= Joel Levi =

Joel Levi (August 25, 1938, in Kfar Sirkin, League of Nations Mandate for Palestine – June 15, 2014, in Ramat Gan) was an Israeli lawyer.

== Life ==
Joel Levi's parents emigrated to Palestine in the 1930s. He studied law in Tel Aviv at the time of the Eichmann trial and completed his legal clerkship with Gabriel Bach. From 1964 he practiced law in his own firm in Tel Aviv. He specialized in restitution proceedings for victims of National Socialism. Since the Washington Declaration in 1998, Levi has also been increasingly entrusted with cases of restitution of looted art.

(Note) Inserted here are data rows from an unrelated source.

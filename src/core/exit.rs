//! How the process ends once the countdown is over.

use crate::core::state::Outcome;

/// Setup, terminal and usage errors.
pub const EXIT_FAILURE: u8 = 1;
/// The user quit before the deadline.
pub const EXIT_QUIT: u8 = 2;

#[derive(Debug, Clone, Copy, PartialEq, Eq)]
pub enum Exit<'a> {
    /// Leave with this status.
    Code(u8),
    /// Replace the process with the post-command.
    HandOff(&'a str),
}

/// Only an uninterrupted countdown reaches the post-command.
pub fn finish(outcome: Outcome, post_command: Option<&str>) -> Exit<'_> {
    match (outcome, post_command) {
        (Outcome::Aborted, _) => Exit::Code(EXIT_QUIT),
        (Outcome::Completed, Some(command)) => Exit::HandOff(command),
        (Outcome::Completed, None) => Exit::Code(0),
    }
}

Levi was a founding member and long-time board member of the German-Israeli Lawyers Association (DIJV/IDJ). He received the Federal Cross of Merit First Class in 2007.

Levi was the initiator of the exhibition Anwalt ohne Recht about the fate of Jewish lawyers in the Third Reich and the initiator of the book Zu Recht wieder Anwalt.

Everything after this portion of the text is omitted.